A former senior writer for Sports Illustrated, he's a Smithsonian magazine columnist, a New York Times film, science and archeology essayist, and a onetime vice president for the Detroit Pistons. His childhood memoir Unstrung Heroes was adapted into a Hollywood film of the same title in 1995.
Early life
Lidz was born in Manhattan, to Sidney, a Jewish electronics engineer who designed the first transistorized portable tape recorder (the Steelman Transitape), and Selma, a homemaker.
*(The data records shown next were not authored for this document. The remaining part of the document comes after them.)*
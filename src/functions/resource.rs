//! Resource functions
//!
//! Identifier builders delegate to the resource_id grammar. reference()
//! and list*() return deterministic placeholder values; this evaluator
//! never resolves state against a live control plane.

use indexmap::IndexMap;

use crate::context::TemplateContext;
use crate::errors::{EvalResult, ExpressionError};
use crate::resource_id;
use crate::value::Value;

use super::{check_exact, check_min, check_range};

/// Coerce every argument to a string segment; non-strings are a hard error.
fn string_segments(function: &str, args: &[Value]) -> EvalResult<Vec<String>> {
    let mut segments = Vec::with_capacity(args.len());
    for arg in args {
        let s = arg
            .try_string()
            .ok_or_else(|| ExpressionError::argument_format(function))?;
        segments.push(s.to_string());
    }
    Ok(segments)
}

/// resourceId([subscriptionId], [resourceGroupName], resourceType, resourceName1, ...)
pub fn resource_id(context: &dyn TemplateContext, args: Vec<Value>) -> EvalResult<Value> {
    check_min("resourceId", &args, 2)?;
    let segments = string_segments("resourceId", &args)?;
    let id = resource_id::resource_id(
        "resourceId",
        &context.subscription().subscription_id,
        &context.resource_group().name,
        &segments,
    )?;
    Ok(Value::String(id))
}

/// subscriptionResourceId([subscriptionId], resourceType, resourceName1, ...)
pub fn subscription_resource_id(
    context: &dyn TemplateContext,
    args: Vec<Value>,
) -> EvalResult<Value> {
    check_min("subscriptionResourceId", &args, 2)?;
    let segments = string_segments("subscriptionResourceId", &args)?;
    let id = resource_id::subscription_resource_id(
        "subscriptionResourceId",
        &context.subscription().subscription_id,
        &segments,
    )?;
    Ok(Value::String(id))
}

/// tenantResourceId(resourceType, resourceName1, ...)
pub fn tenant_resource_id(_context: &dyn TemplateContext, args: Vec<Value>) -> EvalResult<Value> {
    check_min("tenantResourceId", &args, 2)?;
    let segments = string_segments("tenantResourceId", &args)?;
    let id = resource_id::tenant_resource_id("tenantResourceId", &segments)?;
    Ok(Value::String(id))
}

/// extensionResourceId(scope, resourceType, resourceName1, ...)
pub fn extension_resource_id(_context: &dyn TemplateContext, args: Vec<Value>) -> EvalResult<Value> {
    check_min("extensionResourceId", &args, 3)?;
    let segments = string_segments("extensionResourceId", &args)?;
    let id = resource_id::extension_resource_id("extensionResourceId", &segments)?;
    Ok(Value::String(id))
}

/// list{Value}(resourceIdentifier, apiVersion, [functionValues]) — returns a
/// placeholder carrying only the requested identifier
pub fn list(_context: &dyn TemplateContext, args: Vec<Value>) -> EvalResult<Value> {
    check_range("list", &args, 2, 3)?;
    let resource_id = args[0]
        .try_string()
        .map(|s| Value::String(s.to_string()))
        .unwrap_or(Value::Null);
    let mut mock = IndexMap::new();
    mock.insert("resourceId".to_string(), resource_id);
    Ok(Value::Object(mock))
}

/// reference(resourceIdentifier, [apiVersion], ['Full']) — placeholder only
pub fn reference(_context: &dyn TemplateContext, args: Vec<Value>) -> EvalResult<Value> {
    check_range("reference", &args, 1, 3)?;
    let resource_type = args[0]
        .try_string()
        .map(|s| Value::String(s.to_string()))
        .unwrap_or(Value::Null);
    let mut mock = IndexMap::new();
    mock.insert("type".to_string(), resource_type);
    Ok(Value::Object(mock))
}

/// providers(providerNamespace, [resourceType])
pub fn providers(context: &dyn TemplateContext, args: Vec<Value>) -> EvalResult<Value> {
    check_range("providers", &args, 1, 2)?;
    let namespace = args[0]
        .try_string()
        .ok_or_else(|| ExpressionError::argument_format("providers"))?;
    let resource_type = match args.get(1) {
        Some(v) => Some(
            v.try_string()
                .ok_or_else(|| ExpressionError::argument_format("providers"))?,
        ),
        None => None,
    };

    let matches = context.resource_types(namespace, resource_type);
    match resource_type {
        None => Ok(Value::Array(
            matches.iter().map(|rt| rt.to_value()).collect(),
        )),
        Some(resource_type) => matches
            .first()
            .map(|rt| rt.to_value())
            .ok_or_else(|| ExpressionError::ArgumentInvalidResourceType {
                function: "providers".to_string(),
                namespace: namespace.to_string(),
                resource_type: resource_type.to_string(),
            }),
    }
}

/// resourceGroup()
pub fn resource_group(context: &dyn TemplateContext, args: Vec<Value>) -> EvalResult<Value> {
    check_exact("resourceGroup", &args, 0)?;
    Ok(context.resource_group().to_value())
}

/// subscription()
pub fn subscription(context: &dyn TemplateContext, args: Vec<Value>) -> EvalResult<Value> {
    check_exact("subscription", &args, 0)?;
    Ok(context.subscription().to_value())
}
His father gave him early exposure to authors like Samuel Beckett, Harold Pinter and Eugène Ionesco.
At age nine, still named Stephen before later legally taking Franz as his first name, he moved to the Philadelphia suburbs. Lidz attended high school in Cheltenham and college at Antioch College, where he was a theater major.
Career
Lidz was a novice reporter at the weekly Sanford Star, where he wrote a column and covered police and fire beats. He left Maine to become a crime reporter and write a column called "Insect Jazz" for an alternative newspaper in Baltimore. He later became an editor of Johns Hopkins University Magazine.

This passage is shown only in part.